Migrate Terraform Projects
1. Set up a 1Password Connect Server
With SecretHub, all integrations connect directly to the SecretHub API. Every time a secret is used, the encrypted data is fetched from the SecretHub servers. In contrast, with 1Password Secrets Automation, you can securely access secrets in your company’s apps and cloud infrastructure using a private REST API provided by a self-hosted 1Password Connect server, which uses 1Password.com as a backend. This means secrets are served to your applications with very low latency and in the rare event that the 1Password.com API is down, your secrets are still served from the Connect server.
Your applications fetch secrets from Connect using any of the integrations or by using the Connect API directly.
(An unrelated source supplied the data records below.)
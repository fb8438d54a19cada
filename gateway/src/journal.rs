//! Append-only per-session event journal.
//!
//! Two files per session under the configured base directory:
//! - `<id>.jsonl` — newline-delimited events, append-only.
//! - `<id>.meta.json` — overwrite-in-place summary.
//!
//! Writes are best-effort for callers: the relay logs failures and carries
//! on. Readers tolerate partial or malformed lines by skipping them.

use std::path::PathBuf;

use chrono::{DateTime, Utc};
use serde::{Deserialize, Serialize};
use thiserror::Error;
use tokio::fs;
use tokio::io::AsyncWriteExt;

/// Number of recent turns the derived history keeps.
pub const HISTORY_TURNS: usize = 12;

const TURN_COMPLETED: &str = "turn_completed";

#[derive(Error, Debug)]
pub enum JournalError {
    #[error("io error: {0}")]
    Io(#[from] std::io::Error),
    #[error("json error: {0}")]
    Json(#[from] serde_json::Error),
}

/// One journaled event.
#[derive(Debug, Clone, Serialize, Deserialize)]
pub struct JournalEvent {
    pub timestamp: DateTime<Utc>,
    #[serde(rename = "type")]
    pub event_type: String,
    #[serde(default)]
    pub payload: serde_json::Value,
}

/// Sidecar summary for one session.
#[derive(Debug, Clone, Serialize, Deserialize)]
#[serde(rename_all = "camelCase")]
pub struct SessionMeta {
    pub session_id: String,
    pub created_at: DateTime<Utc>,
    pub updated_at: DateTime<Utc>,
    pub turns: u64,
    pub errors: u64,
}

/// Role of a derived conversation message.
#[derive(Debug, Clone, Copy, PartialEq, Eq, Serialize, Deserialize)]
#[serde(rename_all = "lowercase")]
pub enum Role {
    User,
    Assistant,
}

/// One message of the derived conversation history.
#[derive(Debug, Clone, Serialize, Deserialize)]
pub struct ConversationMessage {
    pub role: Role,
    pub text: String,
}

/// Per-session event journal rooted at one base directory.
#[derive(Debug, Clone)]
pub struct Journal {
    dir: PathBuf,
    enabled: bool,
}

impl Journal {
    pub fn new(dir: impl Into<PathBuf>, enabled: bool) -> Self {
        Self {
            dir: dir.into(),
            enabled,
        }
    }

    pub fn enabled(&self) -> bool {
        self.enabled
    }

    /// Appends one event and refreshes the sidecar meta. No-op when the
    /// journal is disabled.
    pub async fn append(
        &self,
        session_id: &str,
        event_type: &str,
        payload: serde_json::Value,
    ) -> Result<(), JournalError> {
        if !self.enabled || !safe_id(session_id) {
            return Ok(());
        }

        fs::create_dir_all(&self.dir).await?;

        let event = JournalEvent {
            timestamp: Utc::now(),
            event_type: event_type.to_string(),
            payload,
        };

        let mut line = serde_json::to_string(&event)?;
        line.push('\n');
        let mut file = fs::OpenOptions::new()
            .create(true)
            .append(true)
            .open(self.events_path(session_id))
            .await?;
        file.write_all(line.as_bytes()).await?;

        self.update_meta(session_id, &event).await
    }

    async fn update_meta(
        &self,
        session_id: &str,
        event: &JournalEvent,
    ) -> Result<(), JournalError> {
        let path = self.meta_path(session_id);

        let mut meta = match fs::read(&path).await {
            Ok(bytes) => serde_json::from_slice(&bytes).unwrap_or_else(|_| SessionMeta {
                session_id: session_id.to_string(),
                created_at: event.timestamp,
                updated_at: event.timestamp,
                turns: 0,
                errors: 0,
            }),
            Err(_) => SessionMeta {
                session_id: session_id.to_string(),
                created_at: event.timestamp,
                updated_at: event.timestamp,
                turns: 0,
                errors: 0,
            },
        };

        meta.updated_at = event.timestamp;
        if event.event_type == TURN_COMPLETED {
            meta.turns += 1;
        }
        if event.event_type.contains("error") {
            meta.errors += 1;
        }

        fs::write(&path, serde_json::to_vec_pretty(&meta)?).await?;
        Ok(())
    }

    /// Lists session summaries, newest `updatedAt` first. Unreadable or
    /// unparsable sidecars are skipped.
    pub async fn list(&self) -> Vec<SessionMeta> {
        if !self.enabled {
            return Vec::new();
        }

        let mut out = Vec::new();
        let Ok(mut entries) = fs::read_dir(&self.dir).await else {
            return out;
        };
        while let Ok(Some(entry)) = entries.next_entry().await {
            let name = entry.file_name();
            let name = name.to_string_lossy();
            if !name.ends_with(".meta.json") {
                continue;
            }
            if let Ok(bytes) = fs::read(entry.path()).await {
                if let Ok(meta) = serde_json::from_slice::<SessionMeta>(&bytes) {
                    out.push(meta);
                }
            }
        }

        out.sort_by(|a, b| b.updated_at.cmp(&a.updated_at));
        out
    }

    /// Reads all events for one session. Blank and malformed lines are
    /// skipped; a missing file yields an empty list.
    pub async fn events(&self, session_id: &str) -> Vec<JournalEvent> {
        if !self.enabled || !safe_id(session_id) {
            return Vec::new();
        }

        let Ok(text) = fs::read_to_string(self.events_path(session_id)).await else {
            return Vec::new();
        };

        text.lines()
            .filter(|line| !line.trim().is_empty())
            .filter_map(|line| serde_json::from_str(line).ok())
            .collect()
    }

    /// Derives recent conversation history from `turn_completed` events.
    /// The realtime relay never appends that type; this feeds the legacy
    /// single-turn pipeline only.
    pub async fn history(&self, session_id: &str, limit: usize) -> Vec<ConversationMessage> {
        let events = self.events(session_id).await;
        let turns: Vec<&JournalEvent> = events
            .iter()
            .filter(|e| e.event_type == TURN_COMPLETED)
            .collect();

        let start = turns.len().saturating_sub(limit);
        let mut out = Vec::new();
        for event in &turns[start..] {
            if let Some(text) = non_empty_str(&event.payload, "userText") {
                out.push(ConversationMessage {
                    role: Role::User,
                    text: text.to_string(),
                });
            }
            if let Some(text) = non_empty_str(&event.payload, "assistantText") {
                out.push(ConversationMessage {
                    role: Role::Assistant,
                    text: text.to_string(),
                });
            }
        }
        out
    }

    fn events_path(&self, session_id: &str) -> PathBuf {
        self.dir.join(format!("{}.jsonl", session_id))
    }

    fn meta_path(&self, session_id: &str) -> PathBuf {
        self.dir.join(format!("{}.meta.json", session_id))
    }
}

/// Session ids come straight from URLs; anything that could escape the
/// journal directory is treated as unknown.
fn safe_id(id: &str) -> bool {
    !id.is_empty() && !id.contains(['/', '\\']) && !id.contains("..")
}

fn non_empty_str<'a>(payload: &'a serde_json::Value, key: &str) -> Option<&'a str> {
    payload
        .get(key)
        .and_then(|v| v.as_str())
        .filter(|s| !s.is_empty())
}

#[cfg(test)]
mod tests {
    use super::*;
    use serde_json::json;

    fn temp_journal() -> (tempfile::TempDir, Journal) {
        let dir = tempfile::tempdir().unwrap();
        let journal = Journal::new(dir.path(), true);
        (dir, journal)
    }

    #[tokio::test]
    async fn test_fresh_session_has_no_events() {
        let (_dir, journal) = temp_journal();
        assert!(journal.events("nope").await.is_empty());
        assert!(journal.list().await.is_empty());
    }

    #[tokio::test]
    async fn test_meta_counts_turns_and_errors() {
        let (_dir, journal) = temp_journal();

        for i in 0..3 {
            journal
                .append("s1", "turn_completed", json!({"userText": format!("q{}", i)}))
                .await
                .unwrap();
        }
        journal.append("s1", "upstream_error", json!({})).await.unwrap();
        journal.append("s1", "error", json!({})).await.unwrap();
        journal.append("s1", "session_closed", json!({})).await.unwrap();

        let metas = journal.list().await;
        assert_eq!(metas.len(), 1);
        assert_eq!(metas[0].session_id, "s1");
        assert_eq!(metas[0].turns, 3);
        assert_eq!(metas[0].errors, 2);
        assert!(metas[0].updated_at >= metas[0].created_at);

        assert_eq!(journal.events("s1").await.len(), 6);
    }

    #[tokio::test]
    async fn test_list_sorted_by_updated_at_desc() {
        let (_dir, journal) = temp_journal();

        journal.append("older", "session_opened", json!({})).await.unwrap();
        tokio::time::sleep(std::time::Duration::from_millis(5)).await;
        journal.append("newer", "session_opened", json!({})).await.unwrap();

        let metas = journal.list().await;
        assert_eq!(metas.len(), 2);
        assert_eq!(metas[0].session_id, "newer");
        assert_eq!(metas[1].session_id, "older");
    }

    #[tokio::test]
    async fn test_malformed_lines_are_skipped() {
        let (dir, journal) = temp_journal();

        journal.append("s1", "session_opened", json!({})).await.unwrap();

        // Simulate a torn write: the readers must skip it.
        let path = dir.path().join("s1.jsonl");
        let mut existing = std::fs::read_to_string(&path).unwrap();
        existing.push_str("{\"truncated\": ");
        std::fs::write(&path, existing).unwrap();

        journal.append("s1", "session_closed", json!({})).await.unwrap();

        let events = journal.events("s1").await;
        assert_eq!(events.len(), 2);
        assert_eq!(events[0].event_type, "session_opened");
        assert_eq!(events[1].event_type, "session_closed");
    }

    #[tokio::test]
    async fn test_history_skips_empty_entries() {
        let (_dir, journal) = temp_journal();

        journal
            .append("s1", "turn_completed", json!({"userText": "hi", "assistantText": "hello"}))
            .await
            .unwrap();
        journal
            .append("s1", "turn_completed", json!({"userText": "", "assistantText": "only me"}))
            .await
            .unwrap();
        journal
            .append("s1", "input_text", json!({"userText": "not a turn"}))
            .await
            .unwrap();

        let history = journal.history("s1", HISTORY_TURNS).await;
        assert_eq!(history.len(), 3);
        assert_eq!(history[0].role, Role::User);
        assert_eq!(history[0].text, "hi");
        assert_eq!(history[1].role, Role::Assistant);
        assert_eq!(history[2].text, "only me");
        assert!(history.iter().all(|m| !m.text.is_empty()));
    }

    #[tokio::test]
    async fn test_history_limit_keeps_last_n() {
        let (_dir, journal) = temp_journal();

        for i in 0..5 {
            journal
                .append("s1", "turn_completed", json!({"userText": format!("q{}", i)}))
                .await
                .unwrap();
        }

        let history = journal.history("s1", 2).await;
        assert_eq!(history.len(), 2);
        assert_eq!(history[0].text, "q3");
        assert_eq!(history[1].text, "q4");
    }

    #[tokio::test]
    async fn test_disabled_journal_is_a_noop() {
        let dir = tempfile::tempdir().unwrap();
        let journal = Journal::new(dir.path(), false);

        journal.append("s1", "session_opened", json!({})).await.unwrap();
        journal.append("s1", "turn_completed", json!({})).await.unwrap();

        assert!(journal.list().await.is_empty());
        assert!(journal.events("s1").await.is_empty());
        assert!(std::fs::read_dir(dir.path()).unwrap().next().is_none());
    }

    #[tokio::test]
    async fn test_path_escaping_ids_are_ignored() {
        let (_dir, journal) = temp_journal();
        journal.append("../evil", "session_opened", json!({})).await.unwrap();
        assert!(journal.events("../evil").await.is_empty());
        assert!(journal.list().await.is_empty());
    }
}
Follow the steps to get started with a 1Password Secrets Automation workflow and deploy the Connect server using your credentials. You’ll also get an access token to authenticate Terraform with the REST API.
2. Configure the Provider
Add 1Password/onepassword as a required provider and specify the Connect API Host in the provider configuration:
terraform {
required_providers {
onepassword = {
source = "1Password/onepassword"
version = "1.0.0"
}
}
}
provider "onepassword" {
url = "http://<1Password Connect API Hostname>"
}
Use the access token you created when setting up 1Password Secrets Automation to set the OP_CONNECT_TOKEN
environment variable.
You’ll need to configure the url
to point to the hostname or IP address of the Connect server you set up in the first step of this guide. For example localhost:8080
if the Connect server is running in Docker on the same host or <ip>:8080
or <hostname>:8080
if the Connect server is running on another host.
3. Create Vaults in 1Password
Vaults are used to store onepassword
item resources. You can create vaults in your account on 1Password.com and in the 1Password apps.
4. Create Item Resources
With the provider configured, you can now create onepassword_item
resources to store your secrets in 1Password:
resource "onepassword_item" "db" {
vault = var.vault
title = "Database"
category = "database"
type = "mysql"
username = "mysqluser"
database = "mydb"
port = 3306
password_recipe {
length = 40
symbols = false
}
}
You can use the values in other resources by referencing the item:
resource "aws_db_instance" "default" {
allocated_storage = 10
storage_type = "gp2"
engine = "mysql"
engine_version = "5.7"
instance_class = "db.t2.micro"
name = onepassword_item.db.name
username = onepassword_item.db.username
password = onepassword_item.db.password
parameter_group_name = "default.mysql5.7"
}
Your secrets are now managed by Terraform and stored securely in 1Password! 🎉
5. Manage Access
1Password lets you to manage each user’s access to vaults, similar to access rules used in SecretHub. You can also use built-in groups and set access rules for those groups, rather than the individual users. With 1Password Business you can also create custom groups, to make access control more scalable.
Invite people to join your team on 1Password, if you haven’t done so already, and share vaults with individuals or groups. Similar to SecretHub, you can manage permissions for indidivuals or groups in each vault to control the level of access they have to items.